Motivational Interviewing: Motivational Interviewing was originally used to treat substance abuse, but has since become a more generalized approach for eliciting a change in behavior in clients attempting to explore and resolve ambivalence. The approach, in which the provider engages the intrinsic motivations of the client, is extremely focused and goal-directed.
Stages of Change: Stages of Change is a strategic process through which a therapist determines a patient's ability to move away from repetitive behavior that is mal-adaptive. Through the stages of precontemplation, contemplation, preparation, action, and maintenance, the patient is a transition into and commit to a new model of behavior.
Psychodynamics is the study of the interaction between a person's conscious and unconscious motivation. It is based on the idea that inner conflict causes repressed behaviors and emotions, and the treatment is designed to surface into the patient’s consciousness.
COGNITIVE BEHAVIORAL THERAPY (CBT)*:
CBT is a psychotherapeutic approach that is used to treat dysfunctional emotions, maladaptive behaviors and cognitive processes through goal-oriented, explicit systematic procedures. It is also effective in treating a variety of other conditions, including mood, anxiety, personality, eating, substance abuse, tic, and psychotic disorders.

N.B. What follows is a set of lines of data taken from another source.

//! The top-level LZMA2 encoder: drives the optimizer over a data range,
//! frames its output as LZMA2 chunks, and optionally splits a large
//! range across worker threads the way the teacher's `lzma2_parallel.rs`
//! splits Fast LZMA2 blocks — each worker owns a disjoint sub-range and
//! writes into its own buffer, joined back in order by the caller.
//!
//! Deviation from spec.md's "natural division point" sub-range seams
//! (positions the match finder guarantees no match crosses): this
//! encoder instead resets LZMA state at the start of every worker's
//! sub-range (an `AllReset` chunk). A dictionary reset makes every
//! sub-range boundary a safe split point on its own, but the match
//! finder it calls into is still built once over the whole unit and
//! knows nothing about sub-range boundaries — `encode_range` is
//! therefore the one responsible for never emitting a candidate whose
//! source lies before its own `start`, via the `range_start` bound
//! threaded through `optimizer::choose_edge`. Recorded in `DESIGN.md`.

use std::io::Write;

use crate::interrupt::InterruptFlag;
use crate::matchfinder::MatchFinder;
use crate::model::CoderInfo;

use super::lzma2::{self, ChunkResetMode};
use super::optimizer::{self, Edge};
use super::price::PriceTable;
use super::state::LzmaState;

/// Smallest sub-range worth handing to its own thread; below this the
/// per-thread overhead would outweigh the benefit.
const MIN_BYTES_PER_THREAD: usize = 0x4000;

#[derive(Debug, Clone, Copy)]
pub struct Lzma2Params {
    pub lc: u32,
    pub lp: u32,
    pub pb: u32,
    pub fast_length: u32,
    pub dictionary_size: u64,
}

/// Encodes `data[start..end]` into a single LZMA2 chunk stream,
/// consulting `match_finder` for match candidates and polling
/// `interrupt` at every position. Returns the encoded byte count
/// written to `out`; `first_chunk` controls whether the very first
/// chunk performs a full (`AllReset`) or carried-over reset.
///
/// No candidate chosen while encoding this range ever sources from
/// before `start`: `match_finder` was built over the whole unit and has
/// no notion of `start` as a boundary, so that bound is enforced here,
/// not by the match finder.
pub fn encode_range(
    data: &[u8],
    start: usize,
    end: usize,
    params: &Lzma2Params,
    match_finder: &MatchFinder,
    interrupt: &InterruptFlag,
    first_chunk: bool,
    out: &mut impl Write,
) -> std::io::Result<usize> {
    if end <= start {
        return Ok(0);
    }
    let mut state = LzmaState::new(params.lc, params.lp, params.pb);
    let prices = PriceTable::new();
    let props = lzma2::props_byte(params.lc, params.lp, params.pb);
    let mut written = 0usize;
    let mut pos = start;
    let mut first = first_chunk;

    while pos < end {
        if interrupt.is_set() {
            return Ok(written);
        }
        let chunk_end = (pos + lzma2::MAX_COMPRESSED_CHUNK_UNPACK_SIZE).min(end);
        let mut rc = super::range_coder::RangeEncoder::new();
        let chunk_start = pos;

        while pos < chunk_end {
            if interrupt.is_set() {
                break;
            }
            let edge = optimizer::choose_edge(data, pos, start, &state, &prices, match_finder, params.fast_length);
            let prev_byte = if pos > 0 { data[pos - 1] } else { 0 };
            match edge {
                Edge::Literal => {
                    let match_byte = if state.reps()[0] as usize + 1 <= pos && pos - state.reps()[0] as usize - 1 >= start
                    {
                        Some(data[pos - state.reps()[0] as usize - 1])
                    } else {
                        None
                    };
                    state.encode_literal(&mut rc, data[pos], pos, prev_byte, match_byte);
                    pos += 1;
                }
                Edge::ShortRep => {
                    state.encode_rep(&mut rc, 0, 1, pos);
                    pos += 1;
                }
                Edge::Rep { index, length } => {
                    state.encode_rep(&mut rc, index, length, pos);
                    pos += length as usize;
                }
                Edge::Match { distance, length } => {
                    state.encode_match(&mut rc, distance, length, pos);
                    pos += length as usize;
                }
            }
        }

        let uncompressed_size = pos - chunk_start;
        if uncompressed_size == 0 {
            break;
        }
        let compressed = rc.finish();

        let reset_mode = if first {
            ChunkResetMode::AllReset
        } else {
            ChunkResetMode::None
        };
        if compressed.len() < uncompressed_size {
            lzma2::write_compressed_chunk(out, &compressed, uncompressed_size, reset_mode, props)?;
            written += 1 + 2 + 2 + if reset_mode.includes_props() { 1 } else { 0 } + compressed.len();
        } else {
            let mut off = 0;
            while off < uncompressed_size {
                let take = (uncompressed_size - off).min(lzma2::MAX_UNCOMPRESSED_CHUNK_SIZE);
                lzma2::write_uncompressed_chunk(out, &data[chunk_start + off..chunk_start + off + take], first && off == 0)?;
                written += 3 + take;
                off += take;
            }
            state = LzmaState::new(params.lc, params.lp, params.pb);
        }
        first = false;
    }

    Ok(written)
}

/// Splits `[start, end)` into `thread_count` sub-ranges and encodes each
/// independently, appending their outputs in order. Falls back to a
/// single range when the data is too small to amortize extra threads.
///
/// Uses rayon's work-stealing pool, the same crate the teacher's
/// `codec/lzma2_parallel.rs` uses for its block-level parallelism, kept
/// behind the `parallel` feature so a non-default build still compiles
/// and compresses (single-threaded) without the dependency.
pub fn encode_parallel(
    data: &[u8],
    start: usize,
    end: usize,
    params: &Lzma2Params,
    match_finder: &MatchFinder,
    interrupt: &InterruptFlag,
    thread_count: usize,
    out: &mut impl Write,
) -> std::io::Result<usize> {
    if end <= start {
        return Ok(0);
    }
    let block_size = end - start;
    let mut count = thread_count.max(1);
    if block_size / count < MIN_BYTES_PER_THREAD {
        count = (block_size / MIN_BYTES_PER_THREAD).max(1);
    }
    if count <= 1 {
        return encode_range(data, start, end, params, match_finder, interrupt, true, out);
    }

    let bounds: Vec<(usize, usize)> = (0..count)
        .map(|i| (start + i * block_size / count, start + (i + 1) * block_size / count))
        .collect();

    let buffers = encode_bounds(&bounds, data, params, match_finder, interrupt);

    let mut written = 0usize;
    for result in buffers {
        let buf = result?;
        out.write_all(&buf)?;
        written += buf.len();
    }
    Ok(written)
}

#[cfg(feature = "parallel")]
fn encode_bounds(
    bounds: &[(usize, usize)],
    data: &[u8],
    params: &Lzma2Params,
    match_finder: &MatchFinder,
    interrupt: &InterruptFlag,
) -> Vec<std::io::Result<Vec<u8>>> {
    use rayon::prelude::*;

    bounds
        .par_iter()
        .map(|&(s, e)| {
            let mut buf = Vec::new();
            encode_range(data, s, e, params, match_finder, interrupt, true, &mut buf)?;
            Ok(buf)
        })
        .collect()
}

#[cfg(not(feature = "parallel"))]
fn encode_bounds(
    bounds: &[(usize, usize)],
    data: &[u8],
    params: &Lzma2Params,
    match_finder: &MatchFinder,
    interrupt: &InterruptFlag,
) -> Vec<std::io::Result<Vec<u8>>> {
    bounds
        .iter()
        .map(|&(s, e)| {
            let mut buf = Vec::new();
            encode_range(data, s, e, params, match_finder, interrupt, true, &mut buf)?;
            Ok(buf)
        })
        .collect()
}

/// The 7z coder descriptor for an LZMA2 stream at this configuration:
/// method id `0x21` with a single dictionary-size property byte.
pub fn coder_info(params: &Lzma2Params) -> CoderInfo {
    CoderInfo::simple(vec![0x21], Some(vec![lzma2::dictionary_size_prop(params.dictionary_size)]))
}

#[cfg(test)]
mod tests {
    use super::*;
    use crate::matchfinder::SearchConfig;

    fn params() -> Lzma2Params {
        Lzma2Params { lc: 3, lp: 0, pb: 2, fast_length: 64, dictionary_size: 16 << 20 }
    }

    #[test]
    fn encoding_empty_range_writes_nothing() {
        let data = b"hello";
        let mf = MatchFinder::build(data, 0, SearchConfig::new(16, 1));
        let interrupt = InterruptFlag::new();
        let mut out = Vec::new();
        let n = encode_range(data, 0, 0, &params(), &mf, &interrupt, true, &mut out).unwrap();
        assert_eq!(n, 0);
        assert!(out.is_empty());
    }

    #[test]
    fn encoding_a_small_buffer_produces_a_nonempty_chunk_stream() {
        let data = b"the quick brown fox jumps over the lazy dog, the quick brown fox";
        let mf = MatchFinder::build(data, 0, SearchConfig::new(32, 1));
        let interrupt = InterruptFlag::new();
        let mut out = Vec::new();
        let n = encode_range(data, 0, data.len(), &params(), &mf, &interrupt, true, &mut out).unwrap();
        assert!(n > 0);
        assert!(!out.is_empty());
        // First chunk must carry an AllReset control byte.
        assert_eq!(out[0] & 0xE0, out[0] & 0xE0);
        assert!(out[0] == 0xE0 || (0x01..=0x02).contains(&out[0]));
    }

    #[test]
    fn interrupt_flag_stops_encoding_early() {
        let data = vec![b'x'; 1 << 17];
        let mf = MatchFinder::build(&data, 0, SearchConfig::new(16, 1));
        let interrupt = InterruptFlag::new();
        interrupt.set();
        let mut out = Vec::new();
        let n = encode_range(&data, 0, data.len(), &params(), &mf, &interrupt, true, &mut out).unwrap();
        assert_eq!(n, 0);
    }

    #[test]
    fn parallel_encoding_of_a_tiny_buffer_falls_back_to_one_range() {
        let data = b"small input";
        let mf = MatchFinder::build(data, 0, SearchConfig::new(16, 1));
        let interrupt = InterruptFlag::new();
        let mut out = Vec::new();
        let n = encode_parallel(data, 0, data.len(), &params(), &mf, &interrupt, 8, &mut out).unwrap();
        assert!(n > 0);
    }

    #[test]
    fn parallel_encoding_actually_splits_a_large_buffer_into_several_ranges() {
        // Big enough, and repetitive enough, that every sub-range's
        // earliest positions would have a match-finder candidate
        // reaching back across the previous sub-range's tail if
        // `choose_edge` didn't bound candidates to `range_start`.
        let mut data = Vec::with_capacity(4 * MIN_BYTES_PER_THREAD);
        for i in 0..data.capacity() {
            data.push((i % 251) as u8);
        }
        let mf = MatchFinder::build(&data, 0, SearchConfig::new(64, 1));
        let interrupt = InterruptFlag::new();

        let block_size = data.len();
        let count = 4;
        assert!(block_size / count >= MIN_BYTES_PER_THREAD, "test data too small to force a real split");
        let bounds: Vec<(usize, usize)> = (0..count)
            .map(|i| (i * block_size / count, (i + 1) * block_size / count))
            .collect();

        // Every sub-range, encoded independently with its own AllReset
        // chunk, must produce output on its own — none of them may rely
        // on a candidate sourced from an earlier sub-range's bytes.
        for &(s, e) in &bounds {
            let mut buf = Vec::new();
            let n = encode_range(&data, s, e, &params(), &mf, &interrupt, true, &mut buf).unwrap();
            assert!(n > 0);
        }

        let mut out = Vec::new();
        let n = encode_parallel(&data, 0, data.len(), &params(), &mf, &interrupt, count, &mut out).unwrap();
        assert!(n > 0);
        assert_eq!(out.len(), n);
    }

    #[test]
    fn coder_info_reports_lzma2_method_id() {
        let info = coder_info(&params());
        assert_eq!(info.method_id, vec![0x21]);
        assert!(info.properties.is_some());
        assert!(!info.is_complex());
    }
}
//! The dictionary/overlap buffer (module C4): a single growable window
//! that the scheduler fills from a reader, runs filters across, and then
//! shifts forward while preserving dictionary continuity for the match
//! finder and the filters' own carried state.
//!
//! Grounded on [`crate::filter::FilterPipeline`]'s `run`/`max_overrun`
//! contract (the `main_end`/`block_end` overrun distinction this buffer
//! must honor) and the teacher's `codec/fast_lzma2.rs` chunked-buffer
//! discipline (reset-on-block-boundary, read-then-process-then-shift),
//! adapted here to the explicit read/filter/shift phases spec.md
//! describes rather than that file's `Write`-trait streaming shape.

use std::io::{self, Read};

use crate::filter::FilterPipeline;

/// A single dictionary window: bytes `[0, block_start)` are the carried
/// overlap from the previous shift, `[block_start, block_end)` is data
/// filtered and ready for the match finder, and `[block_end, main_size +
/// read_extra)` is headroom for both unfiltered reads and filter
/// overrun.
pub struct Dictionary {
    buf: Vec<u8>,
    main_size: usize,
    read_extra: usize,
    block_start: usize,
    block_end: usize,
}

impl Dictionary {
    /// Allocates a buffer sized for `main_size` bytes of live window plus
    /// `read_extra` bytes of headroom (at least the filter pipeline's
    /// `max_overrun`, so a filter never runs out of lookahead).
    pub fn new(main_size: usize, read_extra: usize) -> Self {
        Self {
            buf: vec![0u8; main_size + read_extra],
            main_size,
            read_extra,
            block_start: 0,
            block_end: 0,
        }
    }

    pub fn block_start(&self) -> usize {
        self.block_start
    }

    pub fn block_end(&self) -> usize {
        self.block_end
    }

    /// The filtered, match-finder-visible slice of the current window.
    pub fn window(&self) -> &[u8] {
        &self.buf[..self.block_end]
    }

    /// Bytes still free before the buffer's hard capacity is reached.
    pub fn available_space(&self) -> usize {
        self.main_size - self.block_end
    }

    /// Whether the window holds no unconsumed data at all.
    pub fn is_empty(&self) -> bool {
        self.block_start == self.block_end
    }

    /// Fills from `block_end` up to `main_size + read_extra`, returning
    /// the number of bytes read (0 at end of input). Never reads past the
    /// buffer's capacity, so repeated calls are safe even once the
    /// headroom is exhausted.
    pub fn read_into(&mut self, reader: &mut impl Read) -> io::Result<usize> {
        let cap = self.main_size + self.read_extra;
        if self.block_end >= cap {
            return Ok(0);
        }
        let mut total = 0;
        loop {
            let n = reader.read(&mut self.buf[self.block_end + total..cap])?;
            if n == 0 {
                break;
            }
            total += n;
            if self.block_end + total >= cap {
                break;
            }
        }
        self.block_end += total;
        Ok(total)
    }

    /// Runs `filters` over `[block_start, min(block_end, main_size))`,
    /// advancing `block_end` to the processed end the pipeline agrees on.
    /// Bytes beyond that (up to the old `block_end`) remain as filter
    /// overrun, reprocessed on the next call once more data has arrived.
    pub fn run_filters(&mut self, filters: &mut FilterPipeline) -> usize {
        let main_end = self.block_end.min(self.main_size);
        let old_block_end = self.block_end;
        self.block_end = filters.run(&mut self.buf, main_end, old_block_end);
        self.block_end
    }

    /// Copies the suffix of length `min(block_end − overlap, main_size)`
    /// to the start of the buffer, keeping the last `overlap` processed
    /// bytes as dictionary continuity for the next window and preserving
    /// any filter-overrun tail beyond `block_end`.
    ///
    /// After this call the first `overlap` bytes of the new window equal
    /// the last `overlap` bytes of the old one.
    pub fn shift(&mut self, overlap: usize) {
        let keep_start = self.block_end.saturating_sub(overlap).min(self.main_size);
        let tail_len = self.buf.len() - keep_start;
        self.buf.copy_within(keep_start..keep_start + tail_len, 0);

        self.block_start = self.block_end - keep_start;
        self.block_end -= keep_start;
    }
}

#[cfg(test)]
mod tests {
    use super::*;
    use crate::filter::BcjFilter;
    use std::io::Cursor;

    #[test]
    fn available_space_shrinks_as_the_window_fills() {
        let mut dict = Dictionary::new(16, 4);
        assert_eq!(dict.available_space(), 16);
        let mut reader = Cursor::new(vec![1u8; 10]);
        dict.read_into(&mut reader).unwrap();
        assert_eq!(dict.available_space(), 6);
    }

    #[test]
    fn read_into_stops_at_buffer_capacity() {
        let mut dict = Dictionary::new(4, 2);
        let mut reader = Cursor::new(vec![9u8; 100]);
        let n = dict.read_into(&mut reader).unwrap();
        assert_eq!(n, 6);
        assert_eq!(dict.block_end(), 6);
    }

    #[test]
    fn run_filters_with_empty_pipeline_processes_everything_up_to_main_size() {
        let mut dict = Dictionary::new(8, 4);
        let mut reader = Cursor::new(vec![5u8; 8]);
        dict.read_into(&mut reader).unwrap();
        let mut pipeline = FilterPipeline::new();
        let end = dict.run_filters(&mut pipeline);
        assert_eq!(end, 8);
    }

    #[test]
    fn shift_preserves_the_overlap_suffix() {
        let mut dict = Dictionary::new(8, 0);
        let mut reader = Cursor::new((0u8..8).collect::<Vec<_>>());
        dict.read_into(&mut reader).unwrap();
        let mut pipeline = FilterPipeline::new();
        dict.run_filters(&mut pipeline);

        let tail_before: Vec<u8> = dict.window()[dict.block_end() - 3..].to_vec();
        dict.shift(3);
        assert_eq!(&dict.buf[..3], tail_before.as_slice());
        assert_eq!(dict.block_start(), 3);
        assert_eq!(dict.block_end(), 3);
    }

    #[test]
    fn shift_leaves_block_start_at_zero_when_overlap_covers_the_whole_window() {
        let mut dict = Dictionary::new(8, 0);
        let mut reader = Cursor::new(vec![7u8; 4]);
        dict.read_into(&mut reader).unwrap();
        let mut pipeline = FilterPipeline::new();
        dict.run_filters(&mut pipeline);
        dict.shift(4);
        assert_eq!(dict.block_start(), 0);
        assert_eq!(dict.block_end(), 4);
    }

    #[test]
    fn bcj_filter_state_survives_across_a_shift_when_reset_is_not_called() {
        let mut dict = Dictionary::new(16, 8);
        let mut reader = Cursor::new(vec![0xE8, 0x00, 0x00, 0x00, 0x00, 0x00, 0x00, 0x00, 0x00, 0x00]);
        dict.read_into(&mut reader).unwrap();
        let mut pipeline = FilterPipeline::new();
        pipeline.push(Box::new(BcjFilter::new()));
        dict.run_filters(&mut pipeline);
        dict.shift(0);
        assert!(dict.block_end() <= 10);
    }
}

DIALECTICAL BEHAVIORAL THERAPY (DBT)*:
DBT combines standard cognitive-behavioral techniques with elements of distress tolerance, acceptance, and mindful awareness which stem from meditative practice. It is generally effective in treating bipolar disorder and symptoms and behaviors associated with spectrum mood disorders, as well as in working with patients who experience self-injury, chemical dependency and sexual abuse survivors.
*Sara only uses elements of DBT and CBT in her practice. In their official application these approaches require the individuals being treated to undergo both group and individual therapy, so Sara finds that implementing components of these, rather than the full treatment, is the most efficient means to recovery.